Exercise data
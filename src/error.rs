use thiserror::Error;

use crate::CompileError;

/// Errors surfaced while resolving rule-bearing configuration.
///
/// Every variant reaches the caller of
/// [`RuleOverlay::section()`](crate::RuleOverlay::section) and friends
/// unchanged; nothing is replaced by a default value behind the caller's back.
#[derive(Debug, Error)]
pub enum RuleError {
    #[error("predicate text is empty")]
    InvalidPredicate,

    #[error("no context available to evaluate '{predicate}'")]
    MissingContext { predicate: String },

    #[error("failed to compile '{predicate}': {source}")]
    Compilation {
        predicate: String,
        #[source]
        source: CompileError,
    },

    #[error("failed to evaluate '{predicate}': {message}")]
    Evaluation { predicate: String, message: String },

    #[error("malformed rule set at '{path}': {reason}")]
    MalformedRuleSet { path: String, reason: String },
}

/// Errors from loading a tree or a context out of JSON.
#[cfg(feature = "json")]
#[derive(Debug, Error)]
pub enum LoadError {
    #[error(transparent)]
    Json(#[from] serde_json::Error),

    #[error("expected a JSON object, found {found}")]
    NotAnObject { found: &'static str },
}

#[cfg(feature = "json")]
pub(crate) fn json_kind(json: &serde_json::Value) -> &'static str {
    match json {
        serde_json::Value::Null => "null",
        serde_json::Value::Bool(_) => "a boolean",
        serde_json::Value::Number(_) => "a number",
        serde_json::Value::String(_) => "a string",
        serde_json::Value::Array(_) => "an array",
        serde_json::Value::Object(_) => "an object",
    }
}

...

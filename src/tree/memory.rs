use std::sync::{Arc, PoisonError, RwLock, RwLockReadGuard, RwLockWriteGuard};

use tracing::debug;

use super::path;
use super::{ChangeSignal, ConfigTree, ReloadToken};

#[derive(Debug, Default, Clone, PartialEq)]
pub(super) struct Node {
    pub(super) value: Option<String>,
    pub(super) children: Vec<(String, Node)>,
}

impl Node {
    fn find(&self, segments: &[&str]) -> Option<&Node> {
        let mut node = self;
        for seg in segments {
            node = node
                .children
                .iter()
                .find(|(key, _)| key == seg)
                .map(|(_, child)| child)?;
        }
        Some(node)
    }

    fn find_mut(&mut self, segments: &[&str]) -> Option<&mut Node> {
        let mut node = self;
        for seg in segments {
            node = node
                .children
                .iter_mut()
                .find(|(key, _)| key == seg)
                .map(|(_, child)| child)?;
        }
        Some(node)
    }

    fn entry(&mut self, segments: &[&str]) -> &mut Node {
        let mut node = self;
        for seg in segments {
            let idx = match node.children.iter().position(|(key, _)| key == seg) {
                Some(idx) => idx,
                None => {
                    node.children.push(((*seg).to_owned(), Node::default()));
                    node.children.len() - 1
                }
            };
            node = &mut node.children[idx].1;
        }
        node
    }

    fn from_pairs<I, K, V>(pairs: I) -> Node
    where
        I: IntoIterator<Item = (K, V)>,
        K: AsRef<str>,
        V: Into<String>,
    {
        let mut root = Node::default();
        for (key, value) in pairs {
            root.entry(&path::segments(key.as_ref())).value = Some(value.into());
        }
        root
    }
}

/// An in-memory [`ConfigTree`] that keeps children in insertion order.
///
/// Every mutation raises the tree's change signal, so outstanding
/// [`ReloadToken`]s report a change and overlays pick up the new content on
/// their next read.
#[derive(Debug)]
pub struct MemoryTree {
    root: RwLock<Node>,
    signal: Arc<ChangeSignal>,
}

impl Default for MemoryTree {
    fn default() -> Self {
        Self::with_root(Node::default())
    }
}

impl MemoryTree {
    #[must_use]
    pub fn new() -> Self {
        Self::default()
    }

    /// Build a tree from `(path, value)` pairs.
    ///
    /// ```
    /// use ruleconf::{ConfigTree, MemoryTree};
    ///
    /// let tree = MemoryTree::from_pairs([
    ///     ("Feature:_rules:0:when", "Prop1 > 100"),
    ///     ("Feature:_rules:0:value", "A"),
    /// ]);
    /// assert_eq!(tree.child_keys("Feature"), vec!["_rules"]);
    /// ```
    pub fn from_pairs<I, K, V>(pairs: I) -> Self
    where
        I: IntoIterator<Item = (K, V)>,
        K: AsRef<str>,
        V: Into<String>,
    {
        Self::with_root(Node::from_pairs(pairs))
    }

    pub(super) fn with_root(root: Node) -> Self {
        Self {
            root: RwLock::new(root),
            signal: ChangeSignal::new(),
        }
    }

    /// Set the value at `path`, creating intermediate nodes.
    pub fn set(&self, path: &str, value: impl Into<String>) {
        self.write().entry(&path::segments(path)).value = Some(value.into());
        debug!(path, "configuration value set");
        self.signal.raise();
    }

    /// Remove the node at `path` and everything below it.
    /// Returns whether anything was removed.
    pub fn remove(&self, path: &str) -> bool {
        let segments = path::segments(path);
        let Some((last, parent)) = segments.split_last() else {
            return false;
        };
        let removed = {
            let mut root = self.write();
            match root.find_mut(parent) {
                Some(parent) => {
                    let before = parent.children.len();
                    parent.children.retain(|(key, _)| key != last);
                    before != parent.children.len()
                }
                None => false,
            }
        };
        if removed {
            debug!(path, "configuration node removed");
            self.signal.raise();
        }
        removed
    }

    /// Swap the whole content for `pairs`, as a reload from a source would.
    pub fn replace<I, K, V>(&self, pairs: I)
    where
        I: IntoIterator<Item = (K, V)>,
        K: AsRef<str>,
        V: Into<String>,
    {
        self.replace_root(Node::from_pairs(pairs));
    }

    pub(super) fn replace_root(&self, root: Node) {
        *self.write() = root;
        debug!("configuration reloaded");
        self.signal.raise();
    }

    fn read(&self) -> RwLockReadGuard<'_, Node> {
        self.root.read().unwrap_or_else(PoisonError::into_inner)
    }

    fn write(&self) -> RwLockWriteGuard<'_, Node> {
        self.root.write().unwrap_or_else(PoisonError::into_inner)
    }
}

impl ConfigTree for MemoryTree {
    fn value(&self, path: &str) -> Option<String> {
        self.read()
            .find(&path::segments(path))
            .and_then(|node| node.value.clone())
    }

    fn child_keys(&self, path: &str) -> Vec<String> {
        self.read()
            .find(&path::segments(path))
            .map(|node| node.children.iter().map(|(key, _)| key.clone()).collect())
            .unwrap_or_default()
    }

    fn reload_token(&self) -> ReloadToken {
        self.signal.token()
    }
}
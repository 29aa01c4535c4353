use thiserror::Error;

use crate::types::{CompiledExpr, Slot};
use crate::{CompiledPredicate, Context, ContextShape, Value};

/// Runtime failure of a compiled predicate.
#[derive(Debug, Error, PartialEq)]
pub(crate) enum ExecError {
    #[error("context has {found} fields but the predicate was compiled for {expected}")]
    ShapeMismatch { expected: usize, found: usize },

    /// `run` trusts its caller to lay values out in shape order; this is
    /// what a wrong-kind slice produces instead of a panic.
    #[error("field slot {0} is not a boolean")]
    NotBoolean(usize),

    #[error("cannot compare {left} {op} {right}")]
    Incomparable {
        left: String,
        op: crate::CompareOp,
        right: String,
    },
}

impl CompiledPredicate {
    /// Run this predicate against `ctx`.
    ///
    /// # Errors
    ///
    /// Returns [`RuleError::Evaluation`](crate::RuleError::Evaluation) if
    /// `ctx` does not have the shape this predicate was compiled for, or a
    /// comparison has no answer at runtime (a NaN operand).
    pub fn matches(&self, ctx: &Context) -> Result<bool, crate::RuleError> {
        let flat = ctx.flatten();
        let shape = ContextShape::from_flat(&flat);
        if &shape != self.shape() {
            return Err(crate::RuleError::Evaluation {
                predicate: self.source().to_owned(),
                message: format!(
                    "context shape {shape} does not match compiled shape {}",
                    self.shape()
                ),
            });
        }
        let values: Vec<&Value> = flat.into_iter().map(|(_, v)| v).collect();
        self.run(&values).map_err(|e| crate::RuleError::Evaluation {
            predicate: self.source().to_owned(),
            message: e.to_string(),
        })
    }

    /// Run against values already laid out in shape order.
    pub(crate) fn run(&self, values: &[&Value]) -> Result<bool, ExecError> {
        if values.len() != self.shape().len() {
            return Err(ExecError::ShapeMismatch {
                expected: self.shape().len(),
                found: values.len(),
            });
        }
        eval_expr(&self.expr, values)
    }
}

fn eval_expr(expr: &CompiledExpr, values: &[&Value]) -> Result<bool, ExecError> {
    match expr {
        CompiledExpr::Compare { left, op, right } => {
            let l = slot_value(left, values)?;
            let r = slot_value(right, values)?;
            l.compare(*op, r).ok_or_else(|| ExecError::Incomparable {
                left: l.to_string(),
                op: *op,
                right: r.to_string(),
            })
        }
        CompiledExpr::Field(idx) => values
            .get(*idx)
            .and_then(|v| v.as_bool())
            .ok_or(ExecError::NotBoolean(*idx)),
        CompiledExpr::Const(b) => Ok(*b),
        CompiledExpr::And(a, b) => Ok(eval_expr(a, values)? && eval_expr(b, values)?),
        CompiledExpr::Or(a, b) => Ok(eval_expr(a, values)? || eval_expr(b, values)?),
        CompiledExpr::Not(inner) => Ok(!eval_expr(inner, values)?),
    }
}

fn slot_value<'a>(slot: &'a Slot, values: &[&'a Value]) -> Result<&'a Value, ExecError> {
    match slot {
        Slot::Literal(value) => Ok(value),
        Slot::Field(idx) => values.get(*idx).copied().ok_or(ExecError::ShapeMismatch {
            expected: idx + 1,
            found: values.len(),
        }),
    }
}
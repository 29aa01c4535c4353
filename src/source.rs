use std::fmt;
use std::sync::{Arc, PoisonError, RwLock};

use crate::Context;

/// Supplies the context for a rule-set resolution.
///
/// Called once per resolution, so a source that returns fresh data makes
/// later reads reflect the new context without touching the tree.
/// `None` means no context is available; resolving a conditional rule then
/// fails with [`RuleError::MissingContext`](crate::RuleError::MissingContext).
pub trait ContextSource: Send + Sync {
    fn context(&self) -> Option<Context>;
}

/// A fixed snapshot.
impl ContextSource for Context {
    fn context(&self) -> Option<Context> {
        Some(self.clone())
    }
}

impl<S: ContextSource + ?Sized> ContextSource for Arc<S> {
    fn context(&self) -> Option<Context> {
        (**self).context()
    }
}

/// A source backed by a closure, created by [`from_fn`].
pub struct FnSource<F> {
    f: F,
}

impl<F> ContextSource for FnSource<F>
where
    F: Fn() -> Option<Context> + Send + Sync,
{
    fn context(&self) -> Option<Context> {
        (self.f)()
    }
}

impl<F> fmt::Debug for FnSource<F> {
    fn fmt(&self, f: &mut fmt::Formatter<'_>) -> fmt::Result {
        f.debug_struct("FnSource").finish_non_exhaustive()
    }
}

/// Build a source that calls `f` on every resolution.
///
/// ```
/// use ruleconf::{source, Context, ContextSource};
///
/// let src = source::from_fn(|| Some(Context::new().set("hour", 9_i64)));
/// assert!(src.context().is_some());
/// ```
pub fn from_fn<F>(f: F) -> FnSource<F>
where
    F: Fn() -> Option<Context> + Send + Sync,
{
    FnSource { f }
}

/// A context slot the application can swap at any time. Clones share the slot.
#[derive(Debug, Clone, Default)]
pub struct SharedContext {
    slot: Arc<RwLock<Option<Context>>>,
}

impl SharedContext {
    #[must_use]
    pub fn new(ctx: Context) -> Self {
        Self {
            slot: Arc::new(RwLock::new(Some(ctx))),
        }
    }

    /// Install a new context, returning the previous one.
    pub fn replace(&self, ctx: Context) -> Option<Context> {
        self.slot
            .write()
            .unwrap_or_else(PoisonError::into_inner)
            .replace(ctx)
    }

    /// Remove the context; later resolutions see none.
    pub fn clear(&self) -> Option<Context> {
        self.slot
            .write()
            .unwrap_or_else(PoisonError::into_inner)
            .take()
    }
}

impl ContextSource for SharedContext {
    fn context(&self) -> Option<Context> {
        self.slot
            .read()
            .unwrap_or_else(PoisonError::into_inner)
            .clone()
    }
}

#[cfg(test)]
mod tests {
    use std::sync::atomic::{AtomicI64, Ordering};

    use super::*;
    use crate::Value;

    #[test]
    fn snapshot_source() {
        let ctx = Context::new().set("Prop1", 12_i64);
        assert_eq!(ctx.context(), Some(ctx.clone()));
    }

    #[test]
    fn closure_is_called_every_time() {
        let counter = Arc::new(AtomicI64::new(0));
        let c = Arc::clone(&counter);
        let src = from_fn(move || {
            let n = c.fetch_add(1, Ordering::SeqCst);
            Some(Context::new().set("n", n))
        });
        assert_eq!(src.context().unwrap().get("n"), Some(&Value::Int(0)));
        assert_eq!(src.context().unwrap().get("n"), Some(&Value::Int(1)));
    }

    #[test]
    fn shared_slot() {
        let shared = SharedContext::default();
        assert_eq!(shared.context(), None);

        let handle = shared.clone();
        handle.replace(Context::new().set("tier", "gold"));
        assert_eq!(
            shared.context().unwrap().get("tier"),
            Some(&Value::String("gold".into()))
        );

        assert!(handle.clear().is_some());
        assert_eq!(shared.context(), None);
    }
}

==

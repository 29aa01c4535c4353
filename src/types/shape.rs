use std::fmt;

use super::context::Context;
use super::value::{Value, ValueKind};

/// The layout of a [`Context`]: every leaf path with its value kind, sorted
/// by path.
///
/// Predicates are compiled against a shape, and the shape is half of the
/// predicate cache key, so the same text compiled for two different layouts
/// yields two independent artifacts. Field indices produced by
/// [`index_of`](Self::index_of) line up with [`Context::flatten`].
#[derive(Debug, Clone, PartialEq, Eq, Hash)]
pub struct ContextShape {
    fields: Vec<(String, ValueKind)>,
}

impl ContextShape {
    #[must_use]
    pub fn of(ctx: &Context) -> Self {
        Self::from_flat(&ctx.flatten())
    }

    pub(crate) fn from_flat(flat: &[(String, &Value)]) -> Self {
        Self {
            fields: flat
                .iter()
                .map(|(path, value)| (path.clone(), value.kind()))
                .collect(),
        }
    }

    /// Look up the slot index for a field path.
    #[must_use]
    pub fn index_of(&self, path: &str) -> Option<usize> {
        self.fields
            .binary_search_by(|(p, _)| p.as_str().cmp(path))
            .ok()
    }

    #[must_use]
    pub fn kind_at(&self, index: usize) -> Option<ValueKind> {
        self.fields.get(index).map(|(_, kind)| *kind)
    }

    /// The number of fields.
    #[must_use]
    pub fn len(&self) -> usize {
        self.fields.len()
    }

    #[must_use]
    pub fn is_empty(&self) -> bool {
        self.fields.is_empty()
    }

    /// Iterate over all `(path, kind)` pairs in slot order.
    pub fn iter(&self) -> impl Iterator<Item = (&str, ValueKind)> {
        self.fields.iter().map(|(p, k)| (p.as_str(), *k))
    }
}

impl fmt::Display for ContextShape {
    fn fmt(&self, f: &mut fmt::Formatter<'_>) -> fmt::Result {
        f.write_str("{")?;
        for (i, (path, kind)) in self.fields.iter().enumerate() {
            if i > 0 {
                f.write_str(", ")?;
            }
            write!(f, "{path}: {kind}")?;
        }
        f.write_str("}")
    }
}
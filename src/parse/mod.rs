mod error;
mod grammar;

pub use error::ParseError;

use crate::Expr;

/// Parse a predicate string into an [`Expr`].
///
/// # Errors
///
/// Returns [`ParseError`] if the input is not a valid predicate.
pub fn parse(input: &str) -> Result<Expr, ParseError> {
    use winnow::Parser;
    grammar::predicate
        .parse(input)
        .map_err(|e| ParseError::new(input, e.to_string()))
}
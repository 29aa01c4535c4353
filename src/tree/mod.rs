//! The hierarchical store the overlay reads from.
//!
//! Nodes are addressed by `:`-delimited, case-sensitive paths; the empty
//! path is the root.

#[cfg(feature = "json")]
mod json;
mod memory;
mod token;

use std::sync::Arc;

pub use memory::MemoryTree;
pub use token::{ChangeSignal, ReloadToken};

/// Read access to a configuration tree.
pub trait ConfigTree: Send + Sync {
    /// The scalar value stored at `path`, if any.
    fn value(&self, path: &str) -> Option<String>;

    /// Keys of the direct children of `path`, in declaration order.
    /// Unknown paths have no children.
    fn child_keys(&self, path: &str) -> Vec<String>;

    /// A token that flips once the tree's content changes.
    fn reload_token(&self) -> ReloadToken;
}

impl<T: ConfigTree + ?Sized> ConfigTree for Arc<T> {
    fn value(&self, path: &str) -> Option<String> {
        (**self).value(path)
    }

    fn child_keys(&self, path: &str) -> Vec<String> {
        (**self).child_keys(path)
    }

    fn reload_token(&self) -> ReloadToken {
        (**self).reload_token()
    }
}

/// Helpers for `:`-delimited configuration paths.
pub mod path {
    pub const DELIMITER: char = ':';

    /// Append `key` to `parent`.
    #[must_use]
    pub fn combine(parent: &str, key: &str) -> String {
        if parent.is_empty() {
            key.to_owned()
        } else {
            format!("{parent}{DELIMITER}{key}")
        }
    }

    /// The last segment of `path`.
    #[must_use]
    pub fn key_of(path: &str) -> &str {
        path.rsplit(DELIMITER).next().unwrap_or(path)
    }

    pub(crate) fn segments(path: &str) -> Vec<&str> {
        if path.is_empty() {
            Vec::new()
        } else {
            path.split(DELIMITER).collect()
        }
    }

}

Required action
Copy each line of the listing in which the word "ShapeMismatch" can be found.

Exercise output
    ShapeMismatch { expected: usize, found: usize },
            return Err(ExecError::ShapeMismatch {
        Slot::Field(idx) => values.get(*idx).copied().ok_or(ExecError::ShapeMismatch {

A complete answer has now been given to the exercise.